A cet effet, Amandine Messina, de l’Institut ViaVoice précise que : « 89 % des femmes qui ont un projet de grossesse font de l’automédication, 36 % des femmes enceintes pour la première fois, 48 % pour une deuxième grossesse et plus ». L’autre problème est que : les femmes qui suivent un long traitement prescrit sur ordonnance sont 17 % à abandonner quand elles sont enceintes, et 29 % n’en parlent même pas à un médecin.

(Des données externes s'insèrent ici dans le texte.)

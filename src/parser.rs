//! Hand-written recursive descent parser for the PEG surface syntax,
//! producing the typed [`Grammar`] tree the compiler pipeline runs on.

use thiserror::Error;

use crate::{
    ast::{CharClass, ClassPart, CodeBlock, Expr, ExprKind, Grammar, Rule},
    span::Span,
};

/// The ECMAScript 2015 reserved words, including the strict-mode and
/// module-mode additions. The parser rejects these as label names; plugins
/// may replace the list.
#[rustfmt::skip]
pub const DEFAULT_RESERVED_WORDS: &[&str] = &[
    "break", "case", "catch", "class", "const", "continue", "debugger",
    "default", "delete", "do", "else", "export", "extends", "finally", "for",
    "function", "if", "import", "in", "instanceof", "new", "return", "super",
    "switch", "this", "throw", "try", "typeof", "var", "void", "while",
    "with", "null", "true", "false", "enum", "implements", "interface",
    "let", "package", "private", "protected", "public", "static", "yield",
    "await",
];

#[derive(Clone, Debug)]
pub struct ParseOptions {
    pub reserved_words: Vec<String>,
}

impl Default for ParseOptions {
    fn default() -> Self {
        ParseOptions {
            reserved_words: DEFAULT_RESERVED_WORDS
                .iter()
                .map(|word| word.to_string())
                .collect(),
        }
    }
}

#[derive(Clone, PartialEq, Eq, Debug, Error)]
#[error("{message}")]
pub struct SyntaxError {
    pub message: String,
    pub span: Span,
}

pub fn parse(src: &str, options: &ParseOptions) -> Result<Grammar, SyntaxError> {
    assert!(src.len() <= u32::MAX as usize);
    Parser {
        lexer: Lexer::new(src),
        options,
    }
    .grammar()
}

struct Lexer<'a> {
    src: &'a str,
    pos: u32,
}

impl<'a> Lexer<'a> {
    fn new(src: &'a str) -> Self {
        Self { src, pos: 0 }
    }

    fn pos(&self) -> u32 {
        self.pos
    }

    fn span_since(&self, start: u32) -> Span {
        Span::new(start, self.pos)
    }

    fn restore_pos(&mut self, pos: u32) {
        debug_assert!(pos as usize <= self.src.len());
        self.pos = pos;
    }

    fn is_empty(&self) -> bool {
        self.pos as usize == self.src.len()
    }

    fn rest(&self) -> &'a str {
        &self.src[self.pos as usize..]
    }

    fn peek(&self) -> Option<char> {
        self.rest().chars().next()
    }

    fn next(&mut self) -> Option<char> {
        let c = self.peek()?;
        self.pos += c.len_utf8() as u32;
        Some(c)
    }

    fn consume(&mut self, value: char) -> bool {
        if self.peek() == Some(value) {
            self.next();
            true
        } else {
            false
        }
    }

    fn at(&self, sequence: &str) -> bool {
        self.rest().starts_with(sequence)
    }

    fn consume_str(&mut self, sequence: &str) -> bool {
        if self.at(sequence) {
            self.pos += sequence.len() as u32;
            true
        } else {
            false
        }
    }

    fn consume_while(&mut self, predicate: impl Fn(char) -> bool) -> Span {
        let start = self.pos();
        while let Some(c) = self.peek() {
            if predicate(c) {
                self.next();
            } else {
                break;
            }
        }
        self.span_since(start)
    }
}

fn is_ident_start(c: char) -> bool {
    c.is_ascii_alphabetic() || c == '_'
}

fn is_ident_continue(c: char) -> bool {
    c.is_ascii_alphanumeric() || c == '_'
}

struct Ident {
    value: String,
    span: Span,
}

struct Parser<'a> {
    lexer: Lexer<'a>,
    options: &'a ParseOptions,
}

Un message comportant des nuances pour une application personnalisée
Étant donné que la prise subite d’un comprimé contre les nausées, les insomnies ou les chutes de tension peut être néfaste pour le futur bébé, « En France, la consommation de médicaments est banalisée, regrette Céline Mounier, directrice de la surveillance de l’ANSM. En moyenne, on prescrit 9 médicaments pendant les neuf mois de grossesse ». Raison pour laquelle, cette campagne vient mettre un accent sur ce fait : « Nous avons axé la campagne sur 4 règles d’or : préparer sa grossesse avec un soignant, pas d’automédication, ne jamais arrêter seule un traitement prescrit, et enfin informer tous les professionnels de santé qui vous suivent de sa grossesse. En général, on va penser à la sage-femme, mais moins au dentiste, au pharmacien» dit-elle.
Pour renchérir, Christèle Ratignier-Carbonneil ajoute que : « L’objectif n’est pas de diaboliser le médicament. Mais pendant la grossesse, on attend avant d’en prendre et on échange avec son médecin, son pharmacien, sa sage-femme pour décider ensemble de la conduite à tenir. »

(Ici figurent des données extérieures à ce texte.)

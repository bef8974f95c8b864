//! Traversal primitives. Expression nodes with a single child share one
//! recursion rule; container nodes iterate their children. Passes that carry
//! state (label scopes, call stacks, emission contexts) match on the kinds
//! they handle and fall back to [`Expr::for_each_child`] for the rest.

use super::{Expr, ExprKind, Grammar};

impl Expr {
    /// Calls `f` for every direct child of this expression.
    pub fn for_each_child<'a>(&'a self, mut f: impl FnMut(&'a Expr)) {
        match &self.kind {
            ExprKind::Choice(children) | ExprKind::Sequence(children) => {
                for child in children {
                    f(child);
                }
            }
            ExprKind::Named { expr, .. }
            | ExprKind::Action { expr, .. }
            | ExprKind::Labeled { expr, .. }
            | ExprKind::Text(expr)
            | ExprKind::And(expr)
            | ExprKind::Not(expr)
            | ExprKind::Optional(expr)
            | ExprKind::ZeroOrMore(expr)
            | ExprKind::OneOrMore(expr)
            | ExprKind::Group(expr) => f(expr),
            ExprKind::RuleReference(_)
            | ExprKind::Predicate { .. }
            | ExprKind::Literal { .. }
            | ExprKind::Class(_)
            | ExprKind::Any => {}
        }
    }

    pub fn for_each_child_mut(&mut self, mut f: impl FnMut(&mut Expr)) {
        match &mut self.kind {
            ExprKind::Choice(children) | ExprKind::Sequence(children) => {
                for child in children {
                    f(child);
                }
            }
            ExprKind::Named { expr, .. }
            | ExprKind::Action { expr, .. }
            | ExprKind::Labeled { expr, .. }
            | ExprKind::Text(expr)
            | ExprKind::And(expr)
            | ExprKind::Not(expr)
            | ExprKind::Optional(expr)
            | ExprKind::ZeroOrMore(expr)
            | ExprKind::OneOrMore(expr)
            | ExprKind::Group(expr) => f(expr),
            ExprKind::RuleReference(_)
            | ExprKind::Predicate { .. }
            | ExprKind::Literal { .. }
            | ExprKind::Class(_)
            | ExprKind::Any => {}
        }
    }

    /// Pre-order deep visit of this expression and every descendant.
    pub fn visit(&self, f: &mut dyn FnMut(&Expr)) {
        f(self);
        self.for_each_child(|child| child.visit(f));
    }

    pub fn visit_mut(&mut self, f: &mut dyn FnMut(&mut Expr)) {
        f(self);
        self.for_each_child_mut(|child| child.visit_mut(f));
    }
}

impl Grammar {
    /// Deep visit of every expression in every rule, in rule order.
    pub fn visit_exprs(&self, f: &mut dyn FnMut(&Expr)) {
        for rule in &self.rules {
            rule.expr.visit(f);
        }
    }

    pub fn visit_exprs_mut(&mut self, f: &mut dyn FnMut(&mut Expr)) {
        for rule in &mut self.rules {
            rule.expr.visit_mut(f);
        }
    }
}

#[cfg(test)]
mod tests {
    use crate::parser::{parse, ParseOptions};

    use super::super::ExprKind;

    #[test]
    fn visit_reaches_every_node() {
        let g = parse("start = a:\"x\"? (b / !c)+", &ParseOptions::default()).unwrap();
        let mut kinds = Vec::new();
        g.visit_exprs(&mut |expr| {
            kinds.push(std::mem::discriminant(&expr.kind));
        });
        // sequence, labeled, optional, literal, one-or-more, group, choice,
        // rule ref, not, rule ref
        assert_eq!(kinds.len(), 10);
    }

    #[test]
    fn visit_order_is_source_order() {
        let g = parse("start = a b c", &ParseOptions::default()).unwrap();
        let mut refs = Vec::new();
        g.visit_exprs(&mut |expr| {
            if let ExprKind::RuleReference(name) = &expr.kind {
                refs.push(name.clone());
            }
        });
        assert_eq!(refs, ["a", "b", "c"]);
    }
}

Le message est donc mitigé. Puisque par contradiction au message tenu sur l’alcool et le tabac (zéro consommation pour zéro risque), celui sur médicaments est relativisé à chaque cas de grossesse.
Selon la phase de la grossesse, c’est-à-dire de la préconception jusqu’à l’allaitement, les médicaments conseillés et déconseillés varient. L’acide folique par exemple est prescrit avant même la conception de l’enfant, cela « illustre tout l’intérêt à parler de son désir de grossesse au soignant, car cela fait baisser le risque de malformations », déclare Céline Mounier. Cependant, le généraliste Sylvain Bouquet lance un avertissement concernant ce médicament : « s’il n’est pas pris un mois avant la conception, ça ne sert à rien ».
Globalement, seulement 2 à 3% des bébés européens naissent avec une malformation grave. «Les éléments que nous avons montrent que 5 % de ces 2 à 3 % ont une relation avec un médicament », affirme la directrice de l’ANSM. Environ 800 à 1 200 enfants estimés en France. L’effet de ces médicaments n’est souvent pas immédiatement détectable, l’on peut le découvrir après des années. Le cas de l’autisme, l’hyperactivité et les troubles du développement.
Un risque variant en fonction du stade de la grossesse
Le risque n’est pas lié à l’avancement de la grossesse. Selon Céline Mounier : « Le risque de malformations est maximal pendant le premier trimestre ». Le cas par exemple de valproate (antiépileptique populairement connu sous l’appellation de dépakine), et la thalidomide. Ce dernier a pourtant été interdit durant les années 1950 et 1960 aux femmes grosses qui ont fréquemment de nausées. D’où l’intérêt pour le personnel sanitaire et les patients d’actualiser toujours leurs informations médicales, étant donné que les recommandations sont évolutives. «On commence seulement à se poser la question des médicaments des hommes qui ont un effet sur la spermatogénèse », exemplifie Sylvain Bouquet.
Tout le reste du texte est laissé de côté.